Case Summary (G.R. No. L-7144)

Parties and Setting

Suan operated a store at 267 San Vicente Street, Manila. Petitioner’s operations were tied to the supplier Frenkel International Corporation, as shown in the buyer’s order and in the shipping and documentary arrangements. The action required the Court to scrutinize the nature of the transaction reflected in the parties’ written and practical dealings, particularly the buyer’s order (Exhibit A), the letter of credit arrangement (Exhibit B), the arrival of goods evidenced by the bill of lading (Exhibit C), and the subsequent inspection and disposal of the goods.

Factual Background

In November 1948, Ignacio Delizalde, described as an agent of Far Eastern Export & Import Co., visited Suan’s store and offered textile for sale by showing samples. An agreement was reached with Bernardo Lim, Suan’s general manager. Delizalde returned on November 17, 1948 with a buyer’s order, Exhibit A, already prepared. The document identified the exporter as “FAR EASTERN EXPORT & IMPORT COMPANY,” stated the ship-to details, and commissioned procurement of specific merchandise: ten thousand (10,000) yards of ashtone acetate and rayon suiting (No. 13472), in ten colors equally assorted as per attached samples, at $1.13 per yard with specified trade terms, including F.A.S. New York and “FOB/FAS X C. & F CIF TERMS AND CONDITIONS.” It further provided for “Shipment Period” within December, permitted partial shipments, and required bank documents for a specified presentation and payment arrangement against “on board” bills of lading. Payment was to be made by a “Confirmed Irrevocable Letter of Credit” to be opened in favor of Frenkel International Corporation in New York. The buyer’s order also included a guarantee that if shipment was not effected, the seller would reimburse the buyer for banking expenses. Delizalde and the transaction documentation were carried out under the framework of confirmation and acceptance as reflected in the order.

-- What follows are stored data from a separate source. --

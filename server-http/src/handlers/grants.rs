use crate::dto::{GrantRequest, GrantResponse, ListGrantsResponse, RevokeGrantResponse};
use crate::state::AppState;
use crate::validation::validate_grant_request;
use axum::http::StatusCode;
use tracing::{error, info};
use turnstile::routing::{reply, Reply, RequestContext};

/// GET /admin/grants/{admin_id}
pub async fn list_grants(state: AppState, request: RequestContext) -> Reply {
    let Some(admin_id) = request.param("admin_id") else {
        return reply::error(StatusCode::BAD_REQUEST, "Missing admin_id");
    };

    match state.grants.list_for_admin(admin_id).await {
        Ok(grants) => reply::json(
            StatusCode::OK,
            &ListGrantsResponse {
                admin_id: admin_id.to_string(),
                grants: grants.into_iter().map(GrantResponse::from).collect(),
            },
        ),
        Err(e) => {
            error!("Failed to list grants: {}", e);
            reply::error(StatusCode::INTERNAL_SERVER_ERROR, e.to_string())
        }
    }
}

/// POST /admin/grants
pub async fn create_grant(state: AppState, request: RequestContext) -> Reply {
    let req = match parse_grant_request(&request) {
        Ok(req) => req,
        Err(rejection) => return rejection,
    };

    match state.auth_service.find_admin_by_id(&req.admin_id).await {
        Ok(Some(_)) => {}
        Ok(None) => return reply::error(StatusCode::NOT_FOUND, "Admin not found"),
        Err(e) => {
            error!("Failed to look up admin: {}", e);
            return reply::error(StatusCode::INTERNAL_SERVER_ERROR, e.to_string());
        }
    }

    info!(
        "CREATE_GRANT: admin_id={}, route={}, requested_by={}",
        req.admin_id,
        req.route,
        requested_by(&request)
    );

    match state.grants.grant(&req.admin_id, &req.route).await {
        Ok(grant) => reply::json(StatusCode::CREATED, &GrantResponse::from(grant)),
        Err(e) => {
            error!("Failed to create grant: {}", e);
            reply::error(StatusCode::BAD_REQUEST, e.to_string())
        }
    }
}

/// DELETE /admin/grants
pub async fn revoke_grant(state: AppState, request: RequestContext) -> Reply {
    let req = match parse_grant_request(&request) {
        Ok(req) => req,
        Err(rejection) => return rejection,
    };

    info!(
        "REVOKE_GRANT: admin_id={}, route={}, requested_by={}",
        req.admin_id,
        req.route,
        requested_by(&request)
    );

    match state.grants.revoke(&req.admin_id, &req.route).await {
        Ok(true) => reply::json(StatusCode::OK, &RevokeGrantResponse { revoked: true }),
        Ok(false) => reply::error(StatusCode::NOT_FOUND, "Grant not found"),
        Err(e) => {
            error!("Failed to revoke grant: {}", e);
            reply::error(StatusCode::INTERNAL_SERVER_ERROR, e.to_string())
        }
    }
}

fn parse_grant_request(request: &RequestContext) -> Result<GrantRequest, Reply> {
    let req: GrantRequest = request
        .json()
        .map_err(|e| reply::error(StatusCode::BAD_REQUEST, format!("Invalid JSON body: {}", e)))?;

    validate_grant_request(&req)
        .map_err(|e| reply::error(StatusCode::BAD_REQUEST, e.to_string()))?;

    Ok(req)
}

fn requested_by(request: &RequestContext) -> &str {
    request.claims().map(|c| c.username.as_str()).unwrap_or("-")
}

Pursuant to Exhibit A, Suan established letter of credit No. 6390 (Exhibit B) in favor of Frenkel International Corporation, through the Hongkong and Shanghai Banking Corporation, and the corresponding invoice was attached to the shipment. On February 11, 1949, the textile arrived at Manila on board the vessel M.S. Arnold Maersk, under bill of lading No. 125 (Exhibit C), with Invoice No. 1684-M (Exhibit D) issued by Frenkel International Corporation to Suan. After receiving the shipment, Suan complained to petitioner of inferior quality and had the goods examined by the Marine Surveyor Del Pan & Company. Swatches were taken, analyzed by the Institute of Science (Exhibit E-1), and a report of survey dated April 9, 1949 was prepared (Exhibit E).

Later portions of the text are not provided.